Exercise brief :: Look through the material below and show every line with the word "SessionResponse".
= = = = = = =
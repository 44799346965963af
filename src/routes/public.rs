use axum::{
    Json, Router,
    extract::State,
    routing::{get, post},
};

use crate::{
    dto::admin::{BoardListResponse, SessionResponse},
    services::admin_service,
    state::SharedState,
};

/// Roster and session endpoints that need no storage.
pub fn router() -> Router<SharedState> {
    Router::new()
        .route("/theatres", get(list_boards))
        .route("/sessions", post(issue_session))
}

/// List the configured boards.
#[utoipa::path(
    get,
    path = "/theatres",
    tag = "boards",
    responses((status = 200, description = "Configured boards", body = BoardListResponse))
)]
pub async fn list_boards(State(state): State<SharedState>) -> Json<BoardListResponse> {
    Json(admin_service::list_boards(&state))
}

/// Issue a random session token usable for edit locks.
#[utoipa::path(
    post,
    path = "/sessions",
    tag = "locks",
    responses((status = 200, description = "New session", body = SessionResponse))
)]
pub async fn issue_session() -> Json<SessionResponse> {
    Json(admin_service::issue_session())
}
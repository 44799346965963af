use axum::{
    Json, Router,
    extract::{Path, State},
    routing::{delete, get, put},
};
use axum_valid::Valid;

use crate::{
    dto::board::{
        BoardView, CenterTextRequest, CenterTextResponse, CommentRequest, CommentsResponse,
        ConfirmLineRequest, ConfirmLineResponse, ConfirmedLineSummary, LineSummary,
        MarkedCellsResponse, SetMarkedCellsRequest, ToggleCellRequest,
    },
    error::AppError,
    services::board_service,
    state::SharedState,
};

/// Card routes of a single board.
pub fn router() -> Router<SharedState> {
    Router::new()
        .route("/boards/{board}", get(get_board))
        .route("/boards/{board}/cells", put(set_marked_cells))
        .route("/boards/{board}/cells/{cell}", put(toggle_cell))
        .route("/boards/{board}/comments", put(upsert_comment))
        .route("/boards/{board}/comments/{cell}", delete(delete_comment))
        .route("/boards/{board}/center", put(set_center_text))
        .route(
            "/boards/{board}/lines",
            get(confirmed_lines).post(confirm_line),
        )
        .route("/boards/{board}/lines/pending", get(pending_lines))
}

/// Full state of a board.
#[utoipa::path(
    get,
    path = "/boards/{board}",
    tag = "boards",
    params(("board" = String, Path, description = "Board name")),
    responses(
        (status = 200, description = "Board state", body = BoardView),
        (status = 400, description = "Unknown board"),
    )
)]
pub async fn get_board(
    State(state): State<SharedState>,
    Path(board): Path<String>,
) -> Result<Json<BoardView>, AppError> {
    Ok(Json(board_service::get_board(&state, &board).await?))
}

/// Replace the marked cells of a board.
#[utoipa::path(
    put,
    path = "/boards/{board}/cells",
    tag = "boards",
    params(("board" = String, Path, description = "Board name")),
    request_body = SetMarkedCellsRequest,
    responses(
        (status = 200, description = "Marked cells stored", body = MarkedCellsResponse),
        (status = 409, description = "A locked cell would change"),
    )
)]
pub async fn set_marked_cells(
    State(state): State<SharedState>,
    Path(board): Path<String>,
    Valid(Json(payload)): Valid<Json<SetMarkedCellsRequest>>,
) -> Result<Json<MarkedCellsResponse>, AppError> {
    let response = board_service::set_marked_cells(&state, &board, payload.cells).await?;
    Ok(Json(response))
}

/// Mark or unmark one cell.
#[utoipa::path(
    put,
    path = "/boards/{board}/cells/{cell}",
    tag = "boards",
    params(
        ("board" = String, Path, description = "Board name"),
        ("cell" = u8, Path, description = "Cell index, 0 to 24"),
    ),
    request_body = ToggleCellRequest,
    responses(
        (status = 200, description = "Marked cells stored", body = MarkedCellsResponse),
        (status = 409, description = "The cell is locked"),
    )
)]
pub async fn toggle_cell(
    State(state): State<SharedState>,
    Path((board, cell)): Path<(String, u8)>,
    Valid(Json(payload)): Valid<Json<ToggleCellRequest>>,
) -> Result<Json<MarkedCellsResponse>, AppError> {
    let response = board_service::toggle_cell(&state, &board, cell, payload.marked).await?;
    Ok(Json(response))
}

/// Set or clear the comment of a cell.
#[utoipa::path(
    put,
    path = "/boards/{board}/comments",
    tag = "boards",
    params(("board" = String, Path, description = "Board name")),
    request_body = CommentRequest,
    responses((status = 200, description = "Comments after the update", body = CommentsResponse))
)]
pub async fn upsert_comment(
    State(state): State<SharedState>,
    Path(board): Path<String>,
    Valid(Json(payload)): Valid<Json<CommentRequest>>,
) -> Result<Json<CommentsResponse>, AppError> {
    let response =
        board_service::upsert_comment(&state, &board, payload.cell, payload.text).await?;
    Ok(Json(response))
}

/// Remove the comment of a cell.
#[utoipa::path(
    delete,
    path = "/boards/{board}/comments/{cell}",
    tag = "boards",
    params(
        ("board" = String, Path, description = "Board name"),
        ("cell" = u8, Path, description = "Cell index, 0 to 24"),
    ),
    responses((status = 200, description = "Comments after the removal", body = CommentsResponse))
)]
pub async fn delete_comment(
    State(state): State<SharedState>,
    Path((board, cell)): Path<(String, u8)>,
) -> Result<Json<CommentsResponse>, AppError> {
    Ok(Json(board_service::delete_comment(&state, &board, cell).await?))
}

/// Customise the free center cell.
#[utoipa::path(
    put,
    path = "/boards/{board}/center",
    tag = "boards",
    params(("board" = String, Path, description = "Board name")),
    request_body = CenterTextRequest,
    responses((status = 200, description = "Center text stored", body = CenterTextResponse))
)]
pub async fn set_center_text(
    State(state): State<SharedState>,
    Path(board): Path<String>,
    Valid(Json(payload)): Valid<Json<CenterTextRequest>>,
) -> Result<Json<CenterTextResponse>, AppError> {
    Ok(Json(
        board_service::set_center_text(&state, &board, payload.text).await?,
    ))
}

/// Confirmed lines of a board.
#[utoipa::path(
    get,
    path = "/boards/{board}/lines",
    tag = "lines",
    params(("board" = String, Path, description = "Board name")),
    responses((status = 200, description = "Confirmed lines in confirmation order", body = [ConfirmedLineSummary]))
)]
pub async fn confirmed_lines(
    State(state): State<SharedState>,
    Path(board): Path<String>,
) -> Result<Json<Vec<ConfirmedLineSummary>>, AppError> {
    Ok(Json(board_service::confirmed_lines(&state, &board).await?))
}

/// Completed lines awaiting confirmation.
#[utoipa::path(
    get,
    path = "/boards/{board}/lines/pending",
    tag = "lines",
    params(("board" = String, Path, description = "Board name")),
    responses((status = 200, description = "Completed lines awaiting confirmation", body = [LineSummary]))
)]
pub async fn pending_lines(
    State(state): State<SharedState>,
    Path(board): Path<String>,
) -> Result<Json<Vec<LineSummary>>, AppError> {
    Ok(Json(board_service::pending_lines(&state, &board).await?))
}

/// Confirm a completed line; its cells become locked.
#[utoipa::path(
    post,
    path = "/boards/{board}/lines",
    tag = "lines",
    params(("board" = String, Path, description = "Board name")),
    request_body = ConfirmLineRequest,
    responses(
        (status = 200, description = "Line confirmed", body = ConfirmLineResponse),
        (status = 400, description = "Malformed or incomplete line"),
        (status = 409, description = "Line already confirmed"),
    )
)]
pub async fn confirm_line(
    State(state): State<SharedState>,
    Path(board): Path<String>,
    Valid(Json(payload)): Valid<Json<ConfirmLineRequest>>,
) -> Result<Json<ConfirmLineResponse>, AppError> {
    let response = board_service::confirm_line(
        &state,
        &board,
        payload.kind,
        payload.index,
        payload.cells,
    )
    .await?;
    Ok(Json(response))
}
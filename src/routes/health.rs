use axum::{Json, Router, extract::State, routing::get};

use crate::{
    dto::health::{HealthResponse, StorageProbeResponse},
    error::AppError,
    services::health_service,
    state::SharedState,
};

#[utoipa::path(
    get,
    path = "/healthcheck",
    tag = "health",
    responses((status = 200, description = "Service status and storage backend", body = HealthResponse))
)]
/// Return the current health status of the backend and ping the store.
pub async fn healthcheck(State(state): State<SharedState>) -> Json<HealthResponse> {
    let status = health_service::health_status(&state).await;
    Json(status)
}

#[utoipa::path(
    get,
    path = "/storage/probe",
    tag = "health",
    responses(
        (status = 200, description = "Write/read/delete round trip succeeded", body = StorageProbeResponse),
        (status = 503, description = "Storage unavailable"),
    )
)]
/// Exercise the store with a throwaway key.
pub async fn storage_probe(
    State(state): State<SharedState>,
) -> Result<Json<StorageProbeResponse>, AppError> {
    Ok(Json(health_service::storage_probe(&state).await?))
}

/// Configure the health routes subtree.
pub fn router() -> Router<SharedState> {
    Router::<SharedState>::new()
        .route("/healthcheck", get(healthcheck))
        .route("/storage/probe", get(storage_probe))
}
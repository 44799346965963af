use serde::{Deserialize, Serialize};

use crate::state::{
    edit_lock::EditLock,
    geometry::{LineId, LineKind},
    ledger::{ConfirmationLedger, ConfirmedLine},
};

/// Confirmed line as stored inside the ledger record.
#[derive(Debug, Clone, Serialize, Deserialize, PartialEq, Eq)]
pub struct ConfirmedLineEntity {
    /// Direction of the line.
    #[serde(rename = "type")]
    pub kind: LineKind,
    /// Position of the line among lines of the same direction.
    pub index: u8,
    /// Cells captured at confirmation time.
    pub items: Vec<u8>,
    /// ISO-8601 confirmation time.
    pub timestamp: String,
}

/// Composite record holding every confirmed line of a board and its first confirmation time.
#[derive(Debug, Clone, Default, Serialize, Deserialize, PartialEq, Eq)]
#[serde(rename_all = "camelCase")]
pub struct ConfirmationLedgerEntity {
    /// Confirmed lines in append order.
    #[serde(default)]
    pub lines: Vec<ConfirmedLineEntity>,
    /// Timestamp of the first confirmation.
    #[serde(default)]
    pub first_confirmed_at: Option<String>,
}

/// Persisted advisory edit lock.
#[derive(Debug, Clone, Serialize, Deserialize, PartialEq, Eq)]
#[serde(rename_all = "camelCase")]
pub struct EditLockEntity {
    /// Session owning the lock.
    pub session_id: String,
    /// Epoch milliseconds of the last acquire/renew.
    pub timestamp: i64,
}

impl From<&ConfirmedLine> for ConfirmedLineEntity {
    fn from(line: &ConfirmedLine) -> Self {
        Self {
            kind: line.line.kind(),
            index: line.line.index(),
            items: line.cells.to_vec(),
            timestamp: line.confirmed_at.clone(),
        }
    }
}

impl TryFrom<ConfirmedLineEntity> for ConfirmedLine {
    type Error = String;

    fn try_from(entity: ConfirmedLineEntity) -> Result<Self, Self::Error> {
        let line = LineId::new(entity.kind, entity.index)
            .ok_or_else(|| format!("unknown {} index {}", entity.kind, entity.index))?;
        let cells = line.cells();
        if entity.items != cells {
            return Err(format!(
                "{line} lists cells {:?}, expected {cells:?}",
                entity.items
            ));
        }
        Ok(Self {
            line,
            cells,
            confirmed_at: entity.timestamp,
        })
    }
}

impl From<&ConfirmationLedger> for ConfirmationLedgerEntity {
    fn from(ledger: &ConfirmationLedger) -> Self {
        Self {
            lines: ledger.lines().iter().map(Into::into).collect(),
            first_confirmed_at: ledger.first_confirmed_at().map(str::to_owned),
        }
    }
}

impl TryFrom<ConfirmationLedgerEntity> for ConfirmationLedger {
    type Error = String;

    fn try_from(entity: ConfirmationLedgerEntity) -> Result<Self, Self::Error> {
        let lines = entity
            .lines
            .into_iter()
            .map(ConfirmedLine::try_from)
            .collect::<Result<Vec<_>, _>>()?;
        Ok(ConfirmationLedger::from_parts(
            lines,
            entity.first_confirmed_at,
        ))
    }
}

impl From<&EditLock> for EditLockEntity {
    fn from(lock: &EditLock) -> Self {
        Self {
            session_id: lock.session_id.clone(),
            timestamp: lock.acquired_at_ms,
        }
    }
}

impl From<EditLockEntity> for EditLock {
    fn from(entity: EditLockEntity) -> Self {
        Self {
            session_id: entity.session_id,
            acquired_at_ms: entity.timestamp,
        }
    }
}
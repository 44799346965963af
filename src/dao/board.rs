//! Typed access to the keys of one board.

use std::{
    collections::{BTreeMap, BTreeSet},
    sync::Arc,
};

use serde::{Serialize, de::DeserializeOwned};

use crate::{
    dao::{
        kv_store::KvStore,
        models::{ConfirmationLedgerEntity, EditLockEntity},
        storage::{StorageError, StorageResult},
    },
    state::{edit_lock::EditLock, ledger::ConfirmationLedger},
};

/// Every per-board key of the store.
#[derive(Debug, Clone, Copy, PartialEq, Eq)]
pub enum BoardKey {
    /// Marked cell indices.
    Card,
    /// Cell comments keyed by cell index.
    Comments,
    /// Custom text of the free center cell.
    CenterText,
    /// Confirmation ledger (confirmed lines + first confirmation time).
    ConfirmedLines,
    /// Advisory edit lock.
    Lock,
    /// Projection: first confirmation timestamp.
    FirstConfirmation,
    /// Projection: number of confirmed lines.
    ConfirmedCount,
    /// Projection: number of marked cells.
    MarkedCount,
}

impl BoardKey {
    /// All keys, used when wiping a board.
    pub const ALL: [BoardKey; 8] = [
        BoardKey::Card,
        BoardKey::Comments,
        BoardKey::CenterText,
        BoardKey::ConfirmedLines,
        BoardKey::Lock,
        BoardKey::FirstConfirmation,
        BoardKey::ConfirmedCount,
        BoardKey::MarkedCount,
    ];

    fn prefix(self) -> &'static str {
        match self {
            BoardKey::Card => "card",
            BoardKey::Comments => "comments",
            BoardKey::CenterText => "centerText",
            BoardKey::ConfirmedLines => "confirmedLines",
            BoardKey::Lock => "lock",
            BoardKey::FirstConfirmation => "firstConfirmation",
            BoardKey::ConfirmedCount => "confirmedCount",
            BoardKey::MarkedCount => "markedCount",
        }
    }

    /// Store key of this entry for `board`, e.g. `card:Annenberg`.
    pub fn for_board(self, board: &str) -> String {
        format!("{}:{board}", self.prefix())
    }
}

/// Repository bound to a single board.
#[derive(Clone)]
pub struct BoardRepository {
    store: Arc<dyn KvStore>,
    board: String,
}

impl BoardRepository {
    /// Bind `store` to `board`.
    pub fn new(store: Arc<dyn KvStore>, board: impl Into<String>) -> Self {
        Self {
            store,
            board: board.into(),
        }
    }

    /// Name of the board this repository reads and writes.
    pub fn board(&self) -> &str {
        &self.board
    }

    async fn read<T: DeserializeOwned>(&self, key: BoardKey) -> StorageResult<Option<T>> {
        let key = key.for_board(&self.board);
        match self.store.get(key.clone()).await? {
            None | Some(serde_json::Value::Null) => Ok(None),
            Some(value) => serde_json::from_value(value)
                .map(Some)
                .map_err(|source| StorageError::corrupted(key, source)),
        }
    }

    async fn write<T: Serialize>(&self, key: BoardKey, value: &T) -> StorageResult<()> {
        let key = key.for_board(&self.board);
        let value =
            serde_json::to_value(value).map_err(|source| StorageError::corrupted(&key, source))?;
        self.store.set(key, value).await
    }

    async fn remove(&self, key: BoardKey) -> StorageResult<()> {
        self.store.delete(key.for_board(&self.board)).await
    }

    /// Marked cells; a missing key is an empty set.
    pub async fn marked_cells(&self) -> StorageResult<BTreeSet<u8>> {
        Ok(self.read(BoardKey::Card).await?.unwrap_or_default())
    }

    /// Replace the marked cells.
    pub async fn set_marked_cells(&self, cells: &BTreeSet<u8>) -> StorageResult<()> {
        self.write(BoardKey::Card, cells).await
    }

    /// Cell comments keyed by cell index.
    pub async fn comments(&self) -> StorageResult<BTreeMap<u8, String>> {
        Ok(self.read(BoardKey::Comments).await?.unwrap_or_default())
    }

    /// Replace every comment of the board.
    pub async fn set_comments(&self, comments: &BTreeMap<u8, String>) -> StorageResult<()> {
        self.write(BoardKey::Comments, comments).await
    }

    /// Custom center text, if any was stored.
    pub async fn center_text(&self) -> StorageResult<Option<String>> {
        self.read(BoardKey::CenterText).await
    }

    /// Store the center text.
    pub async fn set_center_text(&self, text: &str) -> StorageResult<()> {
        self.write(BoardKey::CenterText, &text).await
    }

    /// Load the confirmation ledger; a missing record is an empty ledger.
    pub async fn ledger(&self) -> StorageResult<ConfirmationLedger> {
        let key = BoardKey::ConfirmedLines;
        let Some(entity) = self.read::<ConfirmationLedgerEntity>(key).await? else {
            return Ok(ConfirmationLedger::default());
        };
        ConfirmationLedger::try_from(entity).map_err(|reason| {
            StorageError::corrupted(
                key.for_board(&self.board),
                <serde_json::Error as serde::de::Error>::custom(reason),
            )
        })
    }

    /// Persist the whole ledger in one write.
    pub async fn set_ledger(&self, ledger: &ConfirmationLedger) -> StorageResult<()> {
        self.write(
            BoardKey::ConfirmedLines,
            &ConfirmationLedgerEntity::from(ledger),
        )
        .await
    }

    /// Stored edit lock, expired or not.
    pub async fn lock(&self) -> StorageResult<Option<EditLock>> {
        Ok(self
            .read::<EditLockEntity>(BoardKey::Lock)
            .await?
            .map(Into::into))
    }

    /// Store `lock`, replacing any previous holder.
    pub async fn set_lock(&self, lock: &EditLock) -> StorageResult<()> {
        self.write(BoardKey::Lock, &EditLockEntity::from(lock)).await
    }

    /// Remove the edit lock.
    pub async fn delete_lock(&self) -> StorageResult<()> {
        self.remove(BoardKey::Lock).await
    }

    /// Write the first-confirmation projection.
    pub async fn set_first_confirmation(&self, timestamp: &str) -> StorageResult<()> {
        self.write(BoardKey::FirstConfirmation, &timestamp).await
    }

    /// Write the confirmed-count projection.
    pub async fn set_confirmed_count(&self, count: u32) -> StorageResult<()> {
        self.write(BoardKey::ConfirmedCount, &count).await
    }

    /// Write the marked-count projection.
    pub async fn set_marked_count(&self, count: u32) -> StorageResult<()> {
        self.write(BoardKey::MarkedCount, &count).await
    }

    /// Delete every key of the board.
    pub async fn clear(&self) -> StorageResult<()> {
        for key in BoardKey::ALL {
            self.remove(key).await?;
        }
        Ok(())
    }
}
= = = = = = =
Solution to this exercise ::
    dto::admin::{BoardListResponse, SessionResponse},
    responses((status = 200, description = "New session", body = SessionResponse))
pub async fn issue_session() -> Json<SessionResponse> {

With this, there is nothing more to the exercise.